Das unterscheidet die neuen Angriffe. Netz-Knotenpunkte und Umspannungswerke konnte Kiew mit Hilfe der Verbündeten relativ schnell in Stand setzen. Die Schäden jetzt sind bleibender Natur. Die Russen greifen die Anlagen mit so einer Vehemenz an, dass sie praktisch neu errichtet werden müssen. Wenn eine Reparatur unter Angriffen gelingt. Diese Anlagen sind so groß, dass sie nicht im Verborgenen entstehen können. Die industrielle Infrastruktur wird so in die Steinzeit gebombt, um die Formulierung des US-Generals Curtis E. LeMay aus dem Vietnamkrieg zu benutzen.

Schlag gegen die gesamte Wirtschaft der Ukraine

Was sollen diese Attacken bewirken? Die Russen demonstrieren, dass sie bei Marschflugkörper, schweren Drohnen und Raketen das gleiche Übergewicht erreicht haben wie bei der Artilleriemunition. Die Dimensionen: In Deutschland diskutiert man seit Monaten über die Lieferung von etwa 200 – allerdings hochwirksamen – Marschflugkörpern vom Typ Taurus – und Russland kann 100 Flugkörper in einer Nacht starten. Diese Flut soll auch die ukrainische Luftabwehr erschöpfen. Mit dem derzeitigen Stopp von Lieferungen aus den USA kann der Verbrauch an Abwehrraketen kaum ausgeglichen werden.

Sollte die strategische Luftoffensive weitergehen, wird Kiew einen Großteil der Stromerzeugung verlieren. Dazu attackieren und zerstören die Russen Gasspeicher und Knotenpunkte des Gasnetzes. Mittlerweile ist die Ukraine an das europäische Stromnetz angeschlossen, auch diese Verbindungen wären geeignete Ziele. Ebenso wie die Dämme und Brücken über den Dnipro. Weiterhin könnte die Wasserversorgung der Großstädte ins Visier geraten.
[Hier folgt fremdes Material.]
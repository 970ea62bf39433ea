//! Core HTTP protocol types shared by the parser, the encoder and the connection.
//!
//! # Architecture
//!
//! - **Message Handling** ([`message`]): first lines, heads and messages
//!   - [`FirstLine`]: a [`RequestLine`] or a [`StatusLine`]
//!   - [`MessageHead`]: first line plus the ordered [`HeaderList`]
//!   - [`Message`]: a parsed head paired with its [`DeferredBody`](body::DeferredBody)
//!   - [`OutgoingMessage`]: a head with a materialized body, ready for encoding
//!
//! - **Headers** ([`header`]): [`HeaderList`] keeps fields in wire order, duplicates included
//!
//! - **Body** ([`body`]): single-assignment body values resolved by the parser
//!
//! - **Error Handling** ([`error`]):
//!   - [`HttpError`]: Top-level error type
//!   - [`ParseError`]: Message parsing errors
//!   - [`SendError`]: Message sending errors

mod message;
pub use message::FirstLine;
pub use message::Message;
pub use message::MessageHead;
pub use message::OutgoingMessage;
pub use message::PayloadSize;
pub use message::RequestLine;
pub use message::StatusLine;

pub mod header;
pub use header::HeaderField;
pub use header::HeaderList;

mod error;
pub use error::HttpError;
pub use error::ParseError;
pub use error::SendError;

pub mod body;
use std::error::Error;
use std::string::FromUtf8Error;

use relay_http::protocol::ParseError;
use thiserror::Error;

/// Failure of a single middleware step; it halts the pipeline for the current request.
#[derive(Error, Debug)]
pub enum MiddlewareError {
    #[error("request body error: {source}")]
    Body {
        #[from]
        source: ParseError,
    },

    #[error("body codec error: {source}")]
    Codec {
        #[from]
        source: CodecError,
    },

    #[error("{reason}")]
    Custom { reason: String },

    #[error(transparent)]
    Other { source: Box<dyn Error + Send + Sync> },
}

impl MiddlewareError {
    pub fn custom<S: ToString>(reason: S) -> Self {
        Self::Custom { reason: reason.to_string() }
    }

    pub fn other<E: Into<Box<dyn Error + Send + Sync>>>(e: E) -> Self {
        Self::Other { source: e.into() }
    }
}

/// Returned by [`Pipeline::run`](crate::Pipeline::run) when a step fails.
#[derive(Error, Debug)]
pub enum PipelineError {
    #[error("middleware step {index} failed: {source}")]
    Step {
        index: usize,
        #[source]
        source: MiddlewareError,
    },
}

impl PipelineError {
    /// Position of the failed step in the pipeline.
    pub fn index(&self) -> usize {
        match self {
            Self::Step { index, .. } => *index,
        }
    }
}

/// Conversion failures between body bytes and a [`Payload`](crate::codec::Payload).
#[derive(Error, Debug)]
pub enum CodecError {
    #[error("body is not valid utf-8: {source}")]
    InvalidText {
        #[from]
        source: FromUtf8Error,
    },

    #[error("invalid form body: {source}")]
    FormDecode {
        #[from]
        source: serde_urlencoded::de::Error,
    },

    #[error("can't encode form body: {source}")]
    FormEncode {
        #[from]
        source: serde_urlencoded::ser::Error,
    },

    #[error("json error: {source}")]
    Json {
        #[from]
        source: serde_json::Error,
    },

    #[error("{payload} payload can't be encoded as {content_type}")]
    Mismatch { content_type: String, payload: &'static str },

    #[error("no codec registered to encode a {payload} payload")]
    Unsupported { payload: &'static str },
}

impl CodecError {
    pub fn mismatch<S: ToString>(content_type: S, payload: &'static str) -> Self {
        Self::Mismatch { content_type: content_type.to_string(), payload }
    }
}
//! Conversion between raw body bytes and typed [`Payload`] values.
//!
//! Codecs are looked up by the essence of the `Content-Type` value, so
//! `application/json; charset=utf-8` uses the `application/json` codec. Bodies with an unknown
//! or missing content type pass through as [`Payload::Raw`].

use std::collections::HashMap;
use std::fmt;
use std::sync::Arc;

use bytes::Bytes;
use mime::Mime;
use serde::de::DeserializeOwned;
use serde_json::Value;

use crate::error::CodecError;

/// A decoded message body.
#[derive(Debug, Clone, Default, PartialEq)]
pub enum Payload {
    #[default]
    Empty,
    Raw(Bytes),
    Text(String),
    /// Form fields in body order; repeated names are kept
    Form(Vec<(String, String)>),
    Json(Value),
}

impl Payload {
    /// Short name of the variant, used in error messages.
    pub fn kind(&self) -> &'static str {
        match self {
            Payload::Empty => "empty",
            Payload::Raw(_) => "raw",
            Payload::Text(_) => "text",
            Payload::Form(_) => "form",
            Payload::Json(_) => "json",
        }
    }

    #[inline]
    pub fn is_empty(&self) -> bool {
        matches!(self, Payload::Empty)
    }

    pub fn as_text(&self) -> Option<&str> {
        match self {
            Payload::Text(text) => Some(text),
            _ => None,
        }
    }

    pub fn as_json(&self) -> Option<&Value> {
        match self {
            Payload::Json(value) => Some(value),
            _ => None,
        }
    }

    /// First value of the form field `name`.
    pub fn form_value(&self, name: &str) -> Option<&str> {
        match self {
            Payload::Form(fields) => fields.iter().find(|(key, _)| key == name).map(|(_, value)| value.as_str()),
            _ => None,
        }
    }

    /// Deserializes a form or json payload into `T`.
    ///
    /// # Errors
    ///
    /// Returns the serde error of the matching format, or [`CodecError::Unsupported`] for other
    /// payload kinds.
    pub fn deserialize<T: DeserializeOwned>(&self) -> Result<T, CodecError> {
        match self {
            Payload::Json(value) => Ok(T::deserialize(value)?),
            Payload::Form(fields) => {
                let encoded = serde_urlencoded::to_string(fields)?;
                Ok(serde_urlencoded::from_str(&encoded)?)
            }
            other => Err(CodecError::Unsupported { payload: other.kind() }),
        }
    }
}

/// Converts one content type between bytes and [`Payload`].
pub trait BodyCodec: Send + Sync + fmt::Debug {
    /// # Errors
    ///
    /// Returns a [`CodecError`] when `body` is not valid for this content type.
    fn decode(&self, body: Bytes) -> Result<Payload, CodecError>;

    /// # Errors
    ///
    /// Returns a [`CodecError`] when `payload` can't be represented in this content type.
    fn encode(&self, payload: &Payload) -> Result<Bytes, CodecError>;
}

/// `text/plain`: the body as a UTF-8 string.
#[derive(Debug, Clone, Copy, Default)]
pub struct TextCodec;

impl BodyCodec for TextCodec {
    fn decode(&self, body: Bytes) -> Result<Payload, CodecError> {
        Ok(Payload::Text(String::from_utf8(body.to_vec())?))
    }

    fn encode(&self, payload: &Payload) -> Result<Bytes, CodecError> {
        match payload {
            Payload::Text(text) => Ok(Bytes::copy_from_slice(text.as_bytes())),
            other => passthrough(other).ok_or_else(|| CodecError::mismatch(mime::TEXT_PLAIN, other.kind())),
        }
    }
}

/// `application/x-www-form-urlencoded`: ordered name/value pairs.
#[derive(Debug, Clone, Copy, Default)]
pub struct FormCodec;

impl BodyCodec for FormCodec {
    fn decode(&self, body: Bytes) -> Result<Payload, CodecError> {
        Ok(Payload::Form(serde_urlencoded::from_bytes(&body)?))
    }

    fn encode(&self, payload: &Payload) -> Result<Bytes, CodecError> {
        match payload {
            Payload::Form(fields) => Ok(Bytes::from(serde_urlencoded::to_string(fields)?)),
            other => passthrough(other)
                .ok_or_else(|| CodecError::mismatch(mime::APPLICATION_WWW_FORM_URLENCODED, other.kind())),
        }
    }
}

/// `application/json`
#[derive(Debug, Clone, Copy, Default)]
pub struct JsonCodec;

impl BodyCodec for JsonCodec {
    fn decode(&self, body: Bytes) -> Result<Payload, CodecError> {
        Ok(Payload::Json(serde_json::from_slice(&body)?))
    }

    fn encode(&self, payload: &Payload) -> Result<Bytes, CodecError> {
        match payload {
            Payload::Json(value) => Ok(Bytes::from(serde_json::to_vec(value)?)),
            other => passthrough(other).ok_or_else(|| CodecError::mismatch(mime::APPLICATION_JSON, other.kind())),
        }
    }
}

/// Empty and raw payloads are written as-is whatever the content type.
fn passthrough(payload: &Payload) -> Option<Bytes> {
    match payload {
        Payload::Empty => Some(Bytes::new()),
        Payload::Raw(bytes) => Some(bytes.clone()),
        _ => None,
    }
}

/// Codecs keyed by mime essence.
#[derive(Clone, Default)]
pub struct CodecRegistry {
    codecs: HashMap<String, Arc<dyn BodyCodec>>,
}

impl CodecRegistry {
    /// An empty registry; every body passes through as raw bytes.
    pub fn new() -> Self {
        Self::default()
    }

    /// A registry with the text, form and json codecs installed.
    pub fn with_defaults() -> Self {
        let mut registry = Self::new();
        registry.register(mime::TEXT_PLAIN.essence_str(), TextCodec);
        registry.register(mime::APPLICATION_WWW_FORM_URLENCODED.essence_str(), FormCodec);
        registry.register(mime::APPLICATION_JSON.essence_str(), JsonCodec);
        registry
    }

    /// Installs `codec` for `content_type`, replacing any codec registered before.
    pub fn register<C: BodyCodec + 'static>(&mut self, content_type: &str, codec: C) -> &mut Self {
        self.codecs.insert(essence(content_type), Arc::new(codec));
        self
    }

    pub fn find(&self, content_type: &str) -> Option<&dyn BodyCodec> {
        self.codecs.get(&essence(content_type)).map(Arc::as_ref)
    }

    /// Decodes `body` according to `content_type`.
    ///
    /// An empty body is always [`Payload::Empty`]; a body without a matching codec is
    /// [`Payload::Raw`].
    ///
    /// # Errors
    ///
    /// Propagates the error of the selected codec.
    pub fn decode(&self, content_type: Option<&str>, body: Bytes) -> Result<Payload, CodecError> {
        if body.is_empty() {
            return Ok(Payload::Empty);
        }

        match content_type.and_then(|content_type| self.find(content_type)) {
            Some(codec) => codec.decode(body),
            None => Ok(Payload::Raw(body)),
        }
    }

    /// Encodes `payload` according to `content_type`.
    ///
    /// Without a matching codec, empty, raw and text payloads are written as-is.
    ///
    /// # Errors
    ///
    /// Propagates the error of the selected codec, or returns [`CodecError::Unsupported`] for a
    /// form or json payload that has no codec.
    pub fn encode(&self, content_type: Option<&str>, payload: &Payload) -> Result<Bytes, CodecError> {
        if let Some(codec) = content_type.and_then(|content_type| self.find(content_type)) {
            return codec.encode(payload);
        }

        match payload {
            Payload::Text(text) => Ok(Bytes::copy_from_slice(text.as_bytes())),
            other => passthrough(other).ok_or(CodecError::Unsupported { payload: other.kind() }),
        }
    }
}

impl fmt::Debug for CodecRegistry {
    fn fmt(&self, f: &mut fmt::Formatter<'_>) -> fmt::Result {
        let mut content_types: Vec<_> = self.codecs.keys().collect();
        content_types.sort();
        f.debug_struct("CodecRegistry").field("content_types", &content_types).finish()
    }
}

/// Lowercased `type/subtype` without parameters; unparsable values are only trimmed and lowercased.
fn essence(content_type: &str) -> String {
    match content_type.parse::<Mime>() {
        Ok(mime) => mime.essence_str().to_ascii_lowercase(),
        Err(_e) => content_type.split(';').next().unwrap_or_default().trim().to_ascii_lowercase(),
    }
}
Neu an den Attacken ist, was Dmytro Sacharuk "verbrannte Erde" nannte oder was russische Blogger mit "die Handschuhe ausziehen" umschreiben. Diese Angriffe führen zu bleibenden Schäden, die die Ukraine weit zurückwerfen. Es wird kein Gedanke daran verwendet, wie das Leben nach dem Krieg weitergehen soll. 

Sollte Russland mit diesen Angriffen weiterhin Erfolg haben, wird auch dieses Mal nicht dauerhaft das Licht in den Krankenhäusern ausgehen. Doch der Strom für Industrie und Eisenbahn wird knapp. Beim Schienentransport kann man sich mit alten Dieselloks behelfen, doch ohne Strom wird die verbliebene Industrie leiden, wenn nicht zusammenbrechen. Das russische Kalkül zielt auch darauf ab, die verbliebene Rüstungsindustrie in der Ukraine zu schädigen. Unter dem Licht dieser Attacken könnte auch die Neuansiedlung von Waffenfabriken noch einmal überdacht werden.

Die Kosten der Verbündeten weiter erhöhen 

Behinderungen von Eisenbahn und Flussüberquerungen werden auch das Militär treffen, das eigentliche Angriffsziel aber ist die zivile Gesellschaft der freien Ukraine. Die Rechnung ist einfach: Ohne Strom gibt es in vielen Sektoren kein Wirtschaftsleben. Ohne Produktion gibt es keine Löhne und ohne Löhne keine Perspektive. Vielleicht werden die Betroffenen in der Ukraine unterstützt, vielleicht fliehen sie in Länder der EU. Beides treibt die Kriegskosten der Verbündeten nach oben, Kiew selbst kann seinen Haushalt nicht füllen. Eine Wahrheit, die im Westen ungern gehört wird, lautet: Die Milliarden an Euro, die in humanitäre Hilfe welcher Art auch immer fließen, belasten die Haushalte der Unterstützer-Staaten, ohne dass sie zu mehr Kampfkraft gegen Russland führen. Und das ist ganz in Putins Sinn, ebenso wie dieses Kalkül: Wenn die pro-europäischen Ukrainer in die EU oder in den Westen des Landes fliehen, wird es für Russland sehr viel leichter, weitere Teile der Ukraine dauerhaft zu besetzen.